They are still fighting this and are asking for donations - see the PayPal link at the end of http://lavabit.com/
systemd is Roko's Basilisk.
It seems like the EU, and Germany in particular, takes privacy much more seriously then the US. Even without encryption, it seems like it's harder for authorities to do casual snooping on email contents in the EU.
I realize that the NSA is hoovering up all email traffic anyway, so at some level it makes no difference. Still, it seems that there are some usage barriers that keep local law enforcement from getting completely open access to email right now. And there is some security through obscurity. I expect this will get much worse fairly soon, since that's the way we're headed. Email based in the EU might offer some level of protection in that circumstance.
Why is Snark Required?
Maybe not this moment, but I feel it will be soon.
TFA says "suspend operations." So maybe contributing to the defense fund is a good idea?
"Transparency and the rule of law will be the touchstones of this presidency."
-- President Barrack Obama, January 21, 2009
I always assume email encryption only makes sense if it's end-to-end, so what does an "encrypted email provider" do? Conceal sender & receiver addresses? Guarantee encrypted transport?
How the fuck am I going to migrate all of the accounts (amazon, etc) associated with my lavabit e-mail address?
Enigmail
GnuPG
A little research and you'll be able to provide yourself reasonable privacy.
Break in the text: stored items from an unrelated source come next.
//! Ledger-side types and error definitions.

use serde::{Deserialize, Serialize};
use std::fmt;
use thiserror::Error;

/// The two resource kinds tracked by the ledger.
#[derive(Debug, Clone, Copy, PartialEq, Eq, Hash, Serialize, Deserialize)]
#[serde(rename_all = "snake_case")]
pub enum ResourceKind {
    Bucket,
    File,
}

impl fmt::Display for ResourceKind {
    fn fmt(&self, f: &mut fmt::Formatter<'_>) -> fmt::Result {
        match self {
            ResourceKind::Bucket => write!(f, "bucket"),
            ResourceKind::File => write!(f, "file"),
        }
    }
}

/// Bucket identifier assigned by the ledger.
#[derive(Debug, Clone, PartialEq, Eq, Hash, Serialize, Deserialize)]
pub struct BucketId(pub String);

impl fmt::Display for BucketId {
    fn fmt(&self, f: &mut fmt::Formatter<'_>) -> fmt::Result {
        write!(f, "{}", self.0)
    }
}

impl From<&str> for BucketId {
    fn from(id: &str) -> Self {
        Self(id.to_string())
    }
}

/// File key assigned by the ledger.
#[derive(Debug, Clone, PartialEq, Eq, Hash, Serialize, Deserialize)]
pub struct FileKey(pub String);

impl fmt::Display for FileKey {
    fn fmt(&self, f: &mut fmt::Formatter<'_>) -> fmt::Result {
        write!(f, "{}", self.0)
    }
}

impl From<&str> for FileKey {
    fn from(key: &str) -> Self {
        Self(key.to_string())
    }
}

/// Canonical on-chain identity of a resource.
///
/// Assigned by the ledger when a submission is accepted. Stable for the
/// lifetime of the resource and used as the idempotency key for every
/// phase after submission.
#[derive(Debug, Clone, PartialEq, Eq, Hash, Serialize, Deserialize)]
#[serde(rename_all = "snake_case")]
pub enum ResourceIdentity {
    Bucket(BucketId),
    File(FileKey),
}

impl ResourceIdentity {
    pub fn kind(&self) -> ResourceKind {
        match self {
            ResourceIdentity::Bucket(_) => ResourceKind::Bucket,
            ResourceIdentity::File(_) => ResourceKind::File,
        }
    }
}

impl fmt::Display for ResourceIdentity {
    fn fmt(&self, f: &mut fmt::Formatter<'_>) -> fmt::Result {
        match self {
            ResourceIdentity::Bucket(id) => write!(f, "bucket:{}", id),
            ResourceIdentity::File(key) => write!(f, "file:{}", key),
        }
    }
}

/// Caller-supplied description of the resource to create.
///
/// Immutable once submitted. The parent bucket is structural for files,
/// so an intent cannot describe a file without one.
#[derive(Debug, Clone, PartialEq, Eq, Serialize, Deserialize)]
#[serde(rename_all = "snake_case", tag = "kind")]
pub enum ResourceIntent {
    Bucket {
        name: String,
        owner: String,
        private: bool,
    },
    File {
        name: String,
        owner: String,
        bucket: BucketId,
        /// Content fingerprint of the payload to be stored.
        fingerprint: String,
    },
}

impl ResourceIntent {
    pub fn kind(&self) -> ResourceKind {
        match self {
            ResourceIntent::Bucket { .. } => ResourceKind::Bucket,
            ResourceIntent::File { .. } => ResourceKind::File,
        }
    }

    pub fn name(&self) -> &str {
        match self {
            ResourceIntent::Bucket { name, .. } => name,
            ResourceIntent::File { name, .. } => name,
        }
    }

    pub fn owner(&self) -> &str {
        match self {
            ResourceIntent::Bucket { owner, .. } => owner,
            ResourceIntent::File { owner, .. } => owner,
        }
    }

    /// Deterministic idempotency key used before the ledger assigns an
    /// identity. Two intents for the same logical resource collide here.
    pub fn idempotency_fingerprint(&self) -> String {
        match self {
            ResourceIntent::Bucket { name, owner, .. } => {
                format!("bucket/{}/{}", owner, name)
            }
            ResourceIntent::File { name, bucket, .. } => {
                format!("file/{}/{}", bucket, name)
            }
        }
    }

    /// Check the intent is submittable. Rejections here are terminal; the
    /// caller must correct the intent.
    pub fn validate(&self) -> Result<(), String> {
        if self.name().is_empty() {
            return Err("resource name must not be empty".to_string());
        }
        if self.owner().is_empty() {
            return Err("resource owner must not be empty".to_string());
        }
        if let ResourceIntent::File { bucket, .. } = self {
            if bucket.0.is_empty() {
                return Err("file intent requires a parent bucket identity".to_string());
            }
        }
        Ok(())
    }
}

/// Authoritative on-chain state of a resource, produced by finality.
///
/// Immutable once finalized; the workflow validates backend state
/// against it and never the other way around.
#[derive(Debug, Clone, PartialEq, Eq, Serialize, Deserialize)]
pub struct LedgerRecord {
    pub identity: ResourceIdentity,
    pub owner: String,
    /// Off-chain provider the resource is bound to, when known.
    pub provider: Option<String>,
    /// Root or content hash committed on-chain.
    pub root: String,
    pub private: bool,
}

/// Errors from submitting an intent or a deletion.
///
/// Submission failures are never retried by the workflow: a retry after a
/// transport error could duplicate the chain submission.
#[derive(Debug, Error)]
pub enum SubmitError {
    /// The ledger rejected the submission (bad signature, insufficient
    /// balance, invalid intent).
    #[error("submission rejected: {0}")]
    Rejected(String),

    /// The submission round-trip failed in transport.
    #[error("ledger transport error: {0}")]
    Transport(String),
}

/// Errors from waiting on finality.
#[derive(Debug, Error)]
pub enum FinalityError {
    /// The transaction was included and explicitly rejected on-chain.
    #[error("rejected on-chain: {0}")]
    Rejected(String),

    /// Finality was not observed within the collaborator's own budget.
    #[error("finality not observed in time")]
    Timeout,

    /// The finality query failed in transport. The submission may still
    /// finalize later.
    #[error("ledger transport error: {0}")]
    Transport(String),
}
It might not stand up to the greatest efforts of the NSA, but it will slow them down some.
Also, disconnect.me because the NSA isn't the only one snooping.
Fuck 'em all.
You are welcome on my lawn.
What is a good alternative to lavabit?
My name is Anthony Coulter. I signed up for Lavabit on October 5, 2009 with the address anthonycoulter(at)lavabit.com. I chose Lavabit very consciously. My university email address was about to expire and I had concerns about Google's privacy policies. Lavabit was created specifically for privacy-conscious people. They offered server-side encryption to paying customers; when I became a paying customer a year or two later I decided to check that box because, hell, why not?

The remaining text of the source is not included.